- _Exercise_
Only the number is needed: how many lines in the entries below contain the string "NaiveTime"?

[Source records]
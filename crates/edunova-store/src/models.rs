//! Domain model structs held by the in-memory stores.
//!
//! Every struct derives `Serialize` and `Deserialize` so it can be handed
//! directly to a UI layer or dumped into an export snapshot.

use chrono::{DateTime, NaiveDate, NaiveTime, Utc};
use serde::{Deserialize, Serialize};

use edunova_shared::{CourseId, FormLinkId, Grade, RecordStatus, SlotId, Subject, TeacherId};

// ---------------------------------------------------------------------------
// Teacher
// ---------------------------------------------------------------------------

/// A teacher roster record.  The natural key is the email address,
/// unique among active records.
#[derive(Debug, Clone, Serialize, Deserialize, PartialEq, Eq)]
pub struct Teacher {
    pub id: TeacherId,
    pub name: String,
    pub subject: Subject,
    /// Normalized 10-digit contact number.
    pub contact: String,
    pub email: String,
    pub status: RecordStatus,
    pub added_at: DateTime<Utc>,
    pub updated_at: Option<DateTime<Utc>>,
    pub deactivated_at: Option<DateTime<Utc>>,
}

// ---------------------------------------------------------------------------
// Course
// ---------------------------------------------------------------------------

/// A course catalog record: one Google Drive materials link per
/// (grade, subject), unique among active records.
#[derive(Debug, Clone, Serialize, Deserialize, PartialEq, Eq)]
pub struct Course {
    pub id: CourseId,
    pub grade: Grade,
    pub subject: Subject,
    pub drive_link: String,
    /// The link this record held before its last update, kept for audit
    /// display.
    pub previous_drive_link: Option<String>,
    pub status: RecordStatus,
    pub added_by: String,
    pub updated_by: Option<String>,
    pub added_at: DateTime<Utc>,
    pub updated_at: Option<DateTime<Utc>>,
    pub deactivated_at: Option<DateTime<Utc>>,
}

// ---------------------------------------------------------------------------
// FormLink
// ---------------------------------------------------------------------------

/// A student registration form link.  Append-only; the "current" link is
/// the most recent active entry.
#[derive(Debug, Clone, Serialize, Deserialize, PartialEq, Eq)]
pub struct FormLink {
    pub id: FormLinkId,
    pub url: String,
    /// The URL this entry held before its last in-place update.
    pub previous_url: Option<String>,
    pub status: RecordStatus,
    pub added_at: DateTime<Utc>,
    pub updated_at: Option<DateTime<Utc>>,
    pub deactivated_at: Option<DateTime<Utc>>,
}

// ---------------------------------------------------------------------------
// TimetableSlot
// ---------------------------------------------------------------------------

/// One time range on a class timetable.  Slots are grouped per
/// (grade, subject) and, within a date, kept ordered by start time.
#[derive(Debug, Clone, Serialize, Deserialize, PartialEq, Eq)]
pub struct TimetableSlot {
    pub id: SlotId,
    pub date: NaiveDate,
    pub start: NaiveTime,
    pub end: NaiveTime,
    pub status: RecordStatus,
    pub added_at: DateTime<Utc>,
    pub deactivated_at: Option<DateTime<Utc>>,
}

- _Exercise answer_
3